Action item —
The response must consist of the lines below from the one with "self.latest = name.to_string();" through the one with "claim either answer.", exactly as they appear and with both ends kept.

+++ Data in this exercise +++

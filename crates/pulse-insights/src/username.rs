use serde::{Deserialize, Serialize};

use crate::validation::validate_username;

#[derive(Debug, Clone, PartialEq, Eq, Default, Serialize, Deserialize)]
#[serde(tag = "state", content = "reason", rename_all = "snake_case")]
pub enum UsernameStatus {
    #[default]
    Idle,
    Invalid(String),
    Checking,
    Available,
    Taken,
}

/// Drives the "checking / available / taken" hint next to the username
/// field. Pair with a `Debouncer` on `USERNAME_DEBOUNCE`: feed every
/// keystroke to `on_input`, run the lookup for debounced values, and hand
/// answers to `resolve`. Answers for anything but the latest input are
/// dropped.
#[derive(Debug, Clone, Default)]
pub struct UsernameProbe {
    latest: String,
    status: UsernameStatus,
}

impl UsernameProbe {
    pub fn new() -> Self {
        Self::default()
    }

    pub fn status(&self) -> &UsernameStatus {
        &self.status
    }

    /// Record a keystroke. Returns true when the value needs a lookup.
    pub fn on_input(&mut self, raw: &str) -> bool {
        let name = raw.trim();
        self.latest = name.to_string();
        self.status = if name.is_empty() {
            UsernameStatus::Idle
        } else if let Err(e) = validate_username(name) {
            UsernameStatus::Invalid(e.message)
        } else {
            UsernameStatus::Checking
        };
        self.status == UsernameStatus::Checking
    }

    pub fn resolve(&mut self, username: &str, available: bool) -> bool {
        if self.status != UsernameStatus::Checking || username != self.latest {
            return false;
        }
        self.status = if available { UsernameStatus::Available } else { UsernameStatus::Taken };
        true
    }

    /// Lookup failed; go back to neutral rather than claim either answer.
    pub fn fail(&mut self, username: &str) {
        if username == self.latest && self.status == UsernameStatus::Checking {
            self.status = UsernameStatus::Idle;
        }
    }

    /// Submission is allowed only once the name is confirmed free.
    pub fn can_submit(&self) -> bool {
        self.status == UsernameStatus::Available
    }
}

#[cfg(test)]
mod tests {
    use super::*;

    #[test]
    fn test_three_visible_states() {
        let mut probe = UsernameProbe::new();
        assert!(probe.on_input("dana"));
        assert_eq!(probe.status(), &UsernameStatus::Checking);
        assert!(probe.resolve("dana", false));
        assert_eq!(probe.status(), &UsernameStatus::Taken);

        assert!(probe.on_input("dana2"));
        assert!(probe.resolve("dana2", true));
        assert_eq!(probe.status(), &UsernameStatus::Available);
        assert!(probe.can_submit());
    }

    #[test]
    fn test_stale_answer_is_dropped() {
        let mut probe = UsernameProbe::new();
        probe.on_input("dan");
        probe.on_input("dana");
        assert!(!probe.resolve("dan", true));
        assert_eq!(probe.status(), &UsernameStatus::Checking);
    }

    #[test]
    fn test_invalid_and_empty_skip_lookup() {
        let mut probe = UsernameProbe::new();
        assert!(!probe.on_input("  "));
        assert_eq!(probe.status(), &UsernameStatus::Idle);
        assert!(!probe.on_input("a b"));
        assert!(matches!(probe.status(), UsernameStatus::Invalid(_)));
        assert!(!probe.can_submit());
    }
}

+++

Reply —
        self.latest = name.to_string();
        self.status = if name.is_empty() {
            UsernameStatus::Idle
        } else if let Err(e) = validate_username(name) {
            UsernameStatus::Invalid(e.message)
        } else {
            UsernameStatus::Checking
        };
        self.status == UsernameStatus::Checking
    }

    pub fn resolve(&mut self, username: &str, available: bool) -> bool {
        if self.status != UsernameStatus::Checking || username != self.latest {
            return false;
        }
        self.status = if available { UsernameStatus::Available } else { UsernameStatus::Taken };
        true
    }

    /// Lookup failed; go back to neutral rather than claim either answer.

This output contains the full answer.